I'm very amused with a friend of mine right now. As a backgrounder, she is what one would call a sigurista. She prefers to have a strong footing over a situation before putting one step forward into it. She's cautious with herself and guarded as to who gets real close. This is not to say, though, that she is untrusting or perpetually suspicious. It's just a sense of self-protective wariness that stems from not wanting to be hurt. A perfectly human thing.
I don't blame her. In fact, there are times I see myself in her, but there are also times when I wish I could have her strength. I admire her for her natural instinct of self-preservation. I admire how she's sure enough of herself to expect a level of quality in people and in situations that, when the gauge falls below the bar, she can walk away from whatever is being offered, knowing that she deserves more than that.

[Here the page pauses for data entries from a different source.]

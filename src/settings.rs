//! Persisted user settings
//!
//! Settings live in a flat string key-value store. Structured values are
//! stored as JSON. Every load succeeds: an empty store, a malformed value or
//! an out-of-range number all yield the documented default.

use crate::calibration::ClickCalibration;
use crate::error::InteractionError;
use crate::types::{ClickMode, FingerSettings, HandCount, PrimaryHandPreference};
use chrono::{DateTime, Utc};
use serde::{Deserialize, Serialize};
use std::collections::{BTreeMap, HashMap};
use std::fs;
use std::path::{Path, PathBuf};
use tracing::{debug, warn};

/// Storage keys
pub mod keys {
    pub const MAX_HANDS: &str = "maxHands";
    pub const CLICK_MODE: &str = "clickMode";
    pub const FINGER_SETTINGS: &str = "fingerSettings";
    pub const PRIMARY_HAND: &str = "primaryHandPreference";
    pub const CLICK_CALIBRATION: &str = "clickCalibration";

    pub const ALL: [&str; 5] = [
        MAX_HANDS,
        CLICK_MODE,
        FINGER_SETTINGS,
        PRIMARY_HAND,
        CLICK_CALIBRATION,
    ];
}

/// String key-value persistence
pub trait SettingsStore {
    fn get(&self, key: &str) -> Option<String>;
    fn set(&mut self, key: &str, value: String) -> Result<(), InteractionError>;
    fn remove(&mut self, key: &str) -> Result<(), InteractionError>;
}

/// Volatile store, used by tests and embedders without persistence
#[derive(Debug, Clone, Default)]
pub struct MemoryStore {
    values: HashMap<String, String>,
}

impl MemoryStore {
    pub fn new() -> Self {
        Self::default()
    }
}

impl SettingsStore for MemoryStore {
    fn get(&self, key: &str) -> Option<String> {
        self.values.get(key).cloned()
    }

    fn set(&mut self, key: &str, value: String) -> Result<(), InteractionError> {
        self.values.insert(key.to_string(), value);
        Ok(())
    }

    fn remove(&mut self, key: &str) -> Result<(), InteractionError> {
        self.values.remove(key);
        Ok(())
    }
}

/// Store backed by one JSON object file, rewritten on every change
#[derive(Debug, Clone)]
pub struct JsonFileStore {
    path: PathBuf,
    values: BTreeMap<String, String>,
}

impl JsonFileStore {
    /// Open the store at `path`. A missing or unreadable file starts empty.
    pub fn open(path: impl AsRef<Path>) -> Self {
        let path = path.as_ref().to_path_buf();
        let values = match fs::read_to_string(&path) {
            Ok(contents) => match serde_json::from_str::<BTreeMap<String, String>>(&contents) {
                Ok(values) => values,
                Err(e) => {
                    warn!(path = %path.display(), error = %e, "settings file is corrupt, starting empty");
                    BTreeMap::new()
                }
            },
            Err(e) => {
                debug!(path = %path.display(), error = %e, "no settings file, starting empty");
                BTreeMap::new()
            }
        };

        Self { path, values }
    }

    pub fn path(&self) -> &Path {
        &self.path
    }

    fn flush(&self) -> Result<(), InteractionError> {
        if let Some(parent) = self.path.parent() {
            if !parent.as_os_str().is_empty() {
                fs::create_dir_all(parent)?;
            }
        }
        let json = serde_json::to_string_pretty(&self.values)?;
        fs::write(&self.path, json)?;
        Ok(())
    }
}

impl SettingsStore for JsonFileStore {
    fn get(&self, key: &str) -> Option<String> {
        self.values.get(key).cloned()
    }

    fn set(&mut self, key: &str, value: String) -> Result<(), InteractionError> {
        self.values.insert(key.to_string(), value);
        self.flush()
    }

    fn remove(&mut self, key: &str) -> Result<(), InteractionError> {
        self.values.remove(key);
        self.flush()
    }
}

// ============================================================================
// Typed accessors
// ============================================================================

pub fn load_max_hands(store: &dyn SettingsStore) -> HandCount {
    match store.get(keys::MAX_HANDS) {
        Some(raw) => match raw
            .trim()
            .parse::<u8>()
            .ok()
            .and_then(|n| HandCount::try_from(n).ok())
        {
            Some(count) => count,
            None => {
                warn!(value = %raw, "invalid stored hand count, using default");
                HandCount::default()
            }
        },
        None => HandCount::default(),
    }
}

pub fn save_max_hands(store: &mut dyn SettingsStore, count: HandCount) -> Result<(), InteractionError> {
    store.set(keys::MAX_HANDS, count.as_u8().to_string())
}

pub fn load_click_mode(store: &dyn SettingsStore) -> ClickMode {
    match store.get(keys::CLICK_MODE) {
        Some(raw) => ClickMode::parse(raw.trim()).unwrap_or_else(|| {
            warn!(value = %raw, "invalid stored click mode, using default");
            ClickMode::default()
        }),
        None => ClickMode::default(),
    }
}

pub fn save_click_mode(store: &mut dyn SettingsStore, mode: ClickMode) -> Result<(), InteractionError> {
    store.set(keys::CLICK_MODE, mode.as_str().to_string())
}

/// Load the pinch finger pair. A pair naming the same finger twice cannot
/// form a pinch and is treated as corrupt.
pub fn load_finger_settings(store: &dyn SettingsStore) -> FingerSettings {
    let Some(raw) = store.get(keys::FINGER_SETTINGS) else {
        return FingerSettings::default();
    };

    match serde_json::from_str::<FingerSettings>(&raw) {
        Ok(settings) if settings.primary != settings.secondary => settings,
        Ok(_) => {
            warn!("stored finger settings use the same finger twice, using default");
            FingerSettings::default()
        }
        Err(e) => {
            warn!(error = %e, "invalid stored finger settings, using default");
            FingerSettings::default()
        }
    }
}

pub fn save_finger_settings(
    store: &mut dyn SettingsStore,
    settings: &FingerSettings,
) -> Result<(), InteractionError> {
    store.set(keys::FINGER_SETTINGS, serde_json::to_string(settings)?)
}

pub fn load_primary_hand_preference(store: &dyn SettingsStore) -> PrimaryHandPreference {
    match store.get(keys::PRIMARY_HAND) {
        Some(raw) => PrimaryHandPreference::parse(raw.trim()).unwrap_or_else(|| {
            warn!(value = %raw, "invalid stored hand preference, using default");
            PrimaryHandPreference::default()
        }),
        None => PrimaryHandPreference::default(),
    }
}

pub fn save_primary_hand_preference(
    store: &mut dyn SettingsStore,
    preference: PrimaryHandPreference,
) -> Result<(), InteractionError> {
    store.set(keys::PRIMARY_HAND, preference.as_str().to_string())
}

/// Load the click calibration, clamping stored values into their safe ranges
pub fn load_click_calibration(store: &dyn SettingsStore) -> ClickCalibration {
    let Some(raw) = store.get(keys::CLICK_CALIBRATION) else {
        return ClickCalibration::default();
    };

    match serde_json::from_str::<ClickCalibration>(&raw) {
        Ok(calibration) => calibration.sanitized(),
        Err(e) => {
            warn!(error = %e, "invalid stored click calibration, using defaults");
            ClickCalibration::default()
        }
    }
}

pub fn save_click_calibration(
    store: &mut dyn SettingsStore,
    calibration: &ClickCalibration,
) -> Result<(), InteractionError> {
    store.set(keys::CLICK_CALIBRATION, serde_json::to_string(calibration)?)
}

/// Persist and return the default calibration
pub fn reset_click_calibration(
    store: &mut dyn SettingsStore,
    now: DateTime<Utc>,
) -> Result<ClickCalibration, InteractionError> {
    let calibration = ClickCalibration::defaults_at(now);
    save_click_calibration(store, &calibration)?;
    Ok(calibration)
}

/// Parse and store one setting given as text, rejecting values the loaders
/// would silently replace with a default
pub fn set_setting(store: &mut dyn SettingsStore, key: &str, value: &str) -> Result<(), InteractionError> {
    let invalid = || InteractionError::ParseError(format!("invalid value for {key}: {value}"));

    match key {
        keys::MAX_HANDS => {
            let count = value
                .trim()
                .parse::<u8>()
                .ok()
                .and_then(|n| HandCount::try_from(n).ok())
                .ok_or_else(invalid)?;
            save_max_hands(store, count)
        }
        keys::CLICK_MODE => save_click_mode(store, ClickMode::parse(value.trim()).ok_or_else(invalid)?),
        keys::PRIMARY_HAND => save_primary_hand_preference(
            store,
            PrimaryHandPreference::parse(value.trim()).ok_or_else(invalid)?,
        ),
        keys::FINGER_SETTINGS => {
            let fingers: FingerSettings = serde_json::from_str(value)?;
            if fingers.primary == fingers.secondary {
                return Err(invalid());
            }
            save_finger_settings(store, &fingers)
        }
        keys::CLICK_CALIBRATION => {
            let calibration: ClickCalibration = serde_json::from_str(value)?;
            save_click_calibration(store, &calibration.sanitized())
        }
        other => Err(InteractionError::UnknownSetting(other.to_string())),
    }
}

/// Every persisted setting the interaction core reads
#[derive(Debug, Clone, Copy, PartialEq, Serialize, Deserialize)]
pub struct Settings {
    pub max_hands: HandCount,
    pub click_mode: ClickMode,
    pub fingers: FingerSettings,
    pub primary_hand: PrimaryHandPreference,
    pub calibration: ClickCalibration,
}

impl Default for Settings {
    fn default() -> Self {
        Self {
            max_hands: HandCount::default(),
            click_mode: ClickMode::default(),
            fingers: FingerSettings::default(),
            primary_hand: PrimaryHandPreference::default(),
            calibration: ClickCalibration::default(),
        }
    }
}

impl Settings {
    /// Apply the same recovery rules the per-key loaders use: the calibration
    /// is clamped and a pinch pair naming one finger twice reverts to the
    /// default pair.
    pub fn sanitized(self) -> Self {
        let fingers = if self.fingers.primary == self.fingers.secondary {
            warn!("finger settings use the same finger twice, using default");
            FingerSettings::default()
        } else {
            self.fingers
        };

        Self {
            fingers,
            calibration: self.calibration.sanitized(),
            ..self
        }
    }

    pub fn load(store: &dyn SettingsStore) -> Self {
        Self {
            max_hands: load_max_hands(store),
            click_mode: load_click_mode(store),
            fingers: load_finger_settings(store),
            primary_hand: load_primary_hand_preference(store),
            calibration: load_click_calibration(store),
        }
    }

    pub fn save(&self, store: &mut dyn SettingsStore) -> Result<(), InteractionError> {
        save_max_hands(store, self.max_hands)?;
        save_click_mode(store, self.click_mode)?;
        save_finger_settings(store, &self.fingers)?;
        save_primary_hand_preference(store, self.primary_hand)?;
        save_click_calibration(store, &self.calibration)
    }
}
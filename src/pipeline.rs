//! Pipeline orchestration
//!
//! This module provides the public API for handgrab. Two independent drivers
//! feed [`InteractionProcessor`]: landmark frames (classifiers, role
//! resolution and the click engine) and render ticks (hover, grab and
//! release against the scene). A tick always uses the most recent gesture,
//! however many ticks ago it was produced.

use crate::calibration::{CalibrationSession, ClickCalibration};
use crate::classifier::{finger_status, FingerStatus};
use crate::click::{ClickGestureEngine, EngineConfig, PointerSource, RawClickSignals};
use crate::error::InteractionError;
use crate::gaze::{GazeConfig, GazeRay, GazeTracker};
use crate::grab::{GrabConfig, GrabController};
use crate::scene::{InteractionScene, ObjectId};
use crate::schema::FrameAdapter;
use crate::settings::{Settings, SettingsStore};
use crate::types::{ClickGesture, GazeReading, HandFrame, InteractionState};
use chrono::{DateTime, Duration, Utc};
use glam::DVec3;
use serde::{Deserialize, Serialize};
use tracing::{debug, info};

/// Replay NDJSON detector records against a scene.
///
/// Each frame is followed by `ticks_per_frame` render ticks spread evenly up
/// to the next frame's timestamp.
///
/// # Returns
/// One JSON line per replay step
///
/// # Example
/// ```ignore
/// let mut scene = BoxScene::from_description(&description);
/// let lines = replay_ndjson(&ndjson, &mut scene, Settings::default(), 2)?;
/// ```
pub fn replay_ndjson(
    ndjson: &str,
    scene: &mut dyn InteractionScene,
    settings: Settings,
    ticks_per_frame: u32,
) -> Result<Vec<String>, InteractionError> {
    let records = FrameAdapter::parse_ndjson(ndjson)?;
    let frames = FrameAdapter::new().to_hand_frames(&records)?;

    let mut processor = InteractionProcessor::new(settings);
    processor
        .replay(&frames, scene, ticks_per_frame)
        .iter()
        .map(|step| serde_json::to_string(step).map_err(InteractionError::from))
        .collect()
}

/// What the frame driver produced for one hand frame
#[derive(Debug, Clone, Copy, PartialEq, Serialize, Deserialize)]
pub struct FrameSnapshot {
    pub timestamp: DateTime<Utc>,
    pub hands: usize,
    pub gesture: ClickGesture,
    pub signals: RawClickSignals,
    pub pointer_source: PointerSource,
    /// Extension of the most confident hand's fingers
    pub finger_status: FingerStatus,
}

/// What the render driver produced for one tick
#[derive(Debug, Clone, Copy, PartialEq, Serialize, Deserialize)]
pub struct TickSnapshot {
    pub timestamp: DateTime<Utc>,
    pub state: InteractionState,
    pub hovered: Option<ObjectId>,
    pub grabbed: Option<ObjectId>,
    pub object_position: Option<DVec3>,
    pub gaze: Option<GazeRay>,
}

/// A frame and the render ticks that followed it
#[derive(Debug, Clone, PartialEq, Serialize, Deserialize)]
pub struct ReplayStep {
    pub frame: FrameSnapshot,
    pub ticks: Vec<TickSnapshot>,
}

/// Stateful interaction core for one hand source and one scene
#[derive(Debug, Clone)]
pub struct InteractionProcessor {
    settings: Settings,
    engine: ClickGestureEngine,
    grab: GrabController,
    gaze: GazeTracker,
    gesture: ClickGesture,
    gaze_reading: Option<GazeReading>,
    calibration: Option<CalibrationSession>,
}

impl Default for InteractionProcessor {
    fn default() -> Self {
        Self::new(Settings::default())
    }
}

impl InteractionProcessor {
    pub fn new(settings: Settings) -> Self {
        Self::with_configs(
            settings,
            EngineConfig::default(),
            GrabConfig::default(),
            GazeConfig::default(),
        )
    }

    pub fn with_configs(
        settings: Settings,
        engine: EngineConfig,
        grab: GrabConfig,
        gaze: GazeConfig,
    ) -> Self {
        Self {
            settings,
            engine: ClickGestureEngine::with_config(settings, engine),
            grab: GrabController::with_config(grab),
            gaze: GazeTracker::new(gaze),
            gesture: ClickGesture::idle(settings.click_mode),
            gaze_reading: None,
            calibration: None,
        }
    }

    /// Create a processor from persisted settings
    pub fn from_store(store: &dyn SettingsStore) -> Self {
        Self::new(Settings::load(store))
    }

    pub fn settings(&self) -> &Settings {
        &self.settings
    }

    /// Load settings from JSON. Out-of-range values are recovered the same
    /// way the settings store recovers them.
    pub fn load_settings(&mut self, json: &str, scene: &mut dyn InteractionScene) -> Result<(), InteractionError> {
        let settings: Settings = serde_json::from_str(json)?;
        self.apply_settings(settings.sanitized(), scene);
        Ok(())
    }

    /// Save settings to JSON
    pub fn save_settings(&self) -> Result<String, InteractionError> {
        Ok(serde_json::to_string(&self.settings)?)
    }

    /// Latest gesture from the frame driver
    pub fn gesture(&self) -> ClickGesture {
        self.gesture
    }

    pub fn state(&self) -> InteractionState {
        self.grab.state()
    }

    pub fn grab(&self) -> &GrabController {
        &self.grab
    }

    pub fn engine(&self) -> &ClickGestureEngine {
        &self.engine
    }

    pub fn set_gaze_enabled(&mut self, enabled: bool) {
        self.gaze.set_enabled(enabled);
    }

    /// Frame driver: classify one hand frame and update the click gesture
    pub fn process_frame(&mut self, frame: &HandFrame) -> FrameSnapshot {
        self.gesture = self.engine.update(frame);
        self.gaze_reading = frame.gaze;

        if let Some(session) = self.calibration.as_mut() {
            session.observe(frame, &self.gesture);
        }

        FrameSnapshot {
            timestamp: frame.timestamp,
            hands: frame.hands.len(),
            gesture: self.gesture,
            signals: self.engine.last_signals(),
            pointer_source: self.engine.last_pointer_source(),
            finger_status: frame
                .hands
                .first()
                .map(|h| finger_status(&h.landmarks))
                .unwrap_or_default(),
        }
    }

    /// Render driver: hover, grab and release against the scene
    pub fn tick(&mut self, scene: &mut dyn InteractionScene, now: DateTime<Utc>) -> TickSnapshot {
        let grab = self.grab.tick(&self.gesture, scene, now);
        let gaze = self.gaze.update(self.gaze_reading.as_ref(), scene.camera());

        TickSnapshot {
            timestamp: now,
            state: grab.state,
            hovered: grab.hovered,
            grabbed: grab.grabbed,
            object_position: grab.object_position,
            gaze,
        }
    }

    /// Run frames and interleaved ticks in timestamp order
    pub fn replay(
        &mut self,
        frames: &[HandFrame],
        scene: &mut dyn InteractionScene,
        ticks_per_frame: u32,
    ) -> Vec<ReplayStep> {
        let ticks_per_frame = ticks_per_frame.max(1);
        let mut steps = Vec::with_capacity(frames.len());

        for (idx, frame) in frames.iter().enumerate() {
            let snapshot = self.process_frame(frame);
            let span = frames
                .get(idx + 1)
                .map(|next| next.timestamp - frame.timestamp)
                .unwrap_or_else(Duration::zero);

            let ticks = (0..ticks_per_frame)
                .map(|i| {
                    let offset = span * i as i32 / ticks_per_frame as i32;
                    self.tick(scene, frame.timestamp + offset)
                })
                .collect();

            steps.push(ReplayStep {
                frame: snapshot,
                ticks,
            });
        }
        steps
    }

    /// Replace the active settings.
    ///
    /// A hand-count change tears the hand source down: every smoother,
    /// debounce timer and grab session is dropped.
    pub fn apply_settings(&mut self, settings: Settings, scene: &mut dyn InteractionScene) {
        let hands_changed = settings.max_hands != self.settings.max_hands;
        self.settings = settings;
        self.engine.set_settings(settings);
        if hands_changed {
            info!(max_hands = settings.max_hands.as_u8(), "hand count changed, resetting");
            self.reset(scene);
        }
    }

    /// Return everything to its initial state, releasing any held object
    pub fn reset(&mut self, scene: &mut dyn InteractionScene) {
        self.engine.reset();
        self.grab.reset(scene);
        self.gaze.reset();
        self.gesture = ClickGesture::idle(self.settings.click_mode);
        self.gaze_reading = None;
        if self.calibration.take().is_some() {
            debug!("calibration cancelled by reset");
        }
    }

    /// Forget an object removed from the scene registry
    pub fn object_removed(&mut self, object: ObjectId) {
        self.grab.forget_object(object);
    }

    pub fn start_calibration(&mut self) -> &CalibrationSession {
        let session = CalibrationSession::start(
            self.settings.click_mode,
            self.settings.fingers,
            self.settings.calibration,
        );
        self.calibration.insert(session)
    }

    pub fn calibration(&self) -> Option<&CalibrationSession> {
        self.calibration.as_ref()
    }

    /// Abandon the running calibration; collected samples are discarded
    pub fn cancel_calibration(&mut self) -> bool {
        let cancelled = self.calibration.take();
        if let Some(session) = &cancelled {
            info!(session = %session.id(), "calibration cancelled");
        }
        cancelled.is_some()
    }

    /// Complete the running calibration and make it active
    pub fn finish_calibration(&mut self, now: DateTime<Utc>) -> Option<ClickCalibration> {
        let calibration = self.calibration.take()?.finish(now);
        self.settings.calibration = calibration;
        self.engine.set_settings(self.settings);
        Some(calibration)
    }
}
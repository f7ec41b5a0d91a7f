//! Clock Abstraction for Flush Keys
//!
//! Object keys embed the wall-clock instant of each flush. All reads of the
//! clock go through `StreamingClock` so tests can pin and advance time.
//!
//! ## Design Principles (TigerStyle)
//!
//! 1. **Explicit time**: All time operations go through this trait
//! 2. **No hidden state**: Clock state is visible and controllable
//! 3. **Deterministic**: Same inputs produce same outputs in simulation

use chrono::{DateTime, Utc};
use std::sync::atomic::{AtomicU64, Ordering};
use std::sync::Arc;
use std::time::Duration;

/// Key timestamp layout: ISO-8601 with microsecond resolution, no offset
const KEY_TIMESTAMP_FORMAT: &str = "%Y-%m-%dT%H:%M:%S%.6f";

/// Timestamp in microseconds since the Unix epoch (UTC)
#[derive(Debug, Clone, Copy, PartialEq, Eq, PartialOrd, Ord, Hash, Default)]
pub struct StreamingTimestamp(pub u64);

impl StreamingTimestamp {
    pub const ZERO: StreamingTimestamp = StreamingTimestamp(0);

    pub fn from_micros(us: u64) -> Self {
        StreamingTimestamp(us)
    }

    pub fn from_millis(ms: u64) -> Self {
        StreamingTimestamp(ms.saturating_mul(1_000))
    }

    pub fn as_micros(&self) -> u64 {
        self.0
    }

    /// Render as an ISO-8601 timestamp, e.g. `2024-03-01T12:30:05.123456`
    pub fn to_iso8601(&self) -> String {
        let micros = i64::try_from(self.0).unwrap_or(i64::MAX);
        match DateTime::<Utc>::from_timestamp_micros(micros) {
            Some(dt) => dt.format(KEY_TIMESTAMP_FORMAT).to_string(),
            // Out of chrono's range; fall back to the raw epoch value
            None => self.0.to_string(),
        }
    }
}

impl std::ops::Add<Duration> for StreamingTimestamp {
    type Output = StreamingTimestamp;

    fn add(self, rhs: Duration) -> Self::Output {
        StreamingTimestamp(self.0.saturating_add(rhs.as_micros() as u64))
    }
}

impl std::fmt::Display for StreamingTimestamp {
    fn fmt(&self, f: &mut std::fmt::Formatter<'_>) -> std::fmt::Result {
        f.write_str(&self.to_iso8601())
    }
}

/// Clock trait for time operations
///
/// Implementations:
/// - `ProductionClock`: Uses real system time
/// - `SimulatedClock`: Uses controlled virtual time for DST
pub trait StreamingClock: Send + Sync + Clone + 'static {
    /// Get current time
    fn now(&self) -> StreamingTimestamp;
}

/// Production clock using real system time
#[derive(Debug, Clone, Copy, Default)]
pub struct ProductionClock;

impl ProductionClock {
    pub fn new() -> Self {
        ProductionClock
    }
}

impl StreamingClock for ProductionClock {
    fn now(&self) -> StreamingTimestamp {
        let micros = Utc::now().timestamp_micros();
        StreamingTimestamp(u64::try_from(micros).unwrap_or(0))
    }
}

/// Simulated clock for deterministic testing
///
/// Time only advances when explicitly told to via `advance()` or `set()`,
/// or by a fixed step on every read for a `ticking` clock.
/// Clones share the same underlying time.
#[derive(Debug, Clone)]
pub struct SimulatedClock {
    /// Current virtual time in microseconds
    time_us: Arc<AtomicU64>,
    /// Added after every `now()` (0 = frozen)
    tick_us: u64,
}

impl Default for SimulatedClock {
    fn default() -> Self {
        Self::new(0)
    }
}

impl SimulatedClock {
    /// Create a new simulated clock starting at the given time (microseconds)
    pub fn new(start_us: u64) -> Self {
        SimulatedClock {
            time_us: Arc::new(AtomicU64::new(start_us)),
            tick_us: 0,
        }
    }

    /// Clock that moves forward by `tick_us` each time it is read
    pub fn ticking(start_us: u64, tick_us: u64) -> Self {
        SimulatedClock {
            time_us: Arc::new(AtomicU64::new(start_us)),
            tick_us,
        }
    }

    /// Advance time by the given duration
    pub fn advance(&self, duration: Duration) {
        self.time_us
            .fetch_add(duration.as_micros() as u64, Ordering::SeqCst);
    }

    /// Advance time by microseconds
    pub fn advance_us(&self, us: u64) {
        self.time_us.fetch_add(us, Ordering::SeqCst);
    }

    /// Set time to a specific value
    pub fn set(&self, time_us: u64) {
        self.time_us.store(time_us, Ordering::SeqCst);
    }
}

impl StreamingClock for SimulatedClock {
    fn now(&self) -> StreamingTimestamp {
        StreamingTimestamp(self.time_us.fetch_add(self.tick_us, Ordering::SeqCst))
    }
}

There have been times, I admit, that I didn't calculate risk as much as I should've. I ended up getting disappointed, hurt or angry-- more at myself than at another person. Pissed at myself for knowing I was worth more but succumbing anyway.
But this friend of mine currently finds herself at the cusp of something that has all the potential of being great. She's at the brink of having something that, not only has she never had before, she's always wanted. She's made enough security measures, that's for sure. Nothing less is expected of her. But as she faced me yesterday and asked me questions on how to know if something is real, or how long is long enough.. I couldn't help but laugh.
The thing is, when it comes to love and relationships, nothing is ever for sure. You can try everything in your power to stack up the odds in your favor. Calculate the risk, project the probability of failure, measure the length and breadth of his emotions, and all you'll end up with are logical conclusions which, in the final analysis, have no relation to love anyway. In the end, you just have to believe. Believe that you've seen all that can be seen, he's shown all that can be shown, and that the rest is simply a leap of faith. Know that there's a risk involved, but hey that's life, and nothing in life is worth having if it's not something you can lose.
You can win, you can fail. You can reap the rewards of your faith, or you can stumble and fall face-first into the puddle of your mistake. There's no guarantee you won't be lied to, you won't get hurt, you won't be left behind... But that's the beauty of it. There's no guarantee. Everything is up to you and him. It's about what you two make of this great possibility that lies before you.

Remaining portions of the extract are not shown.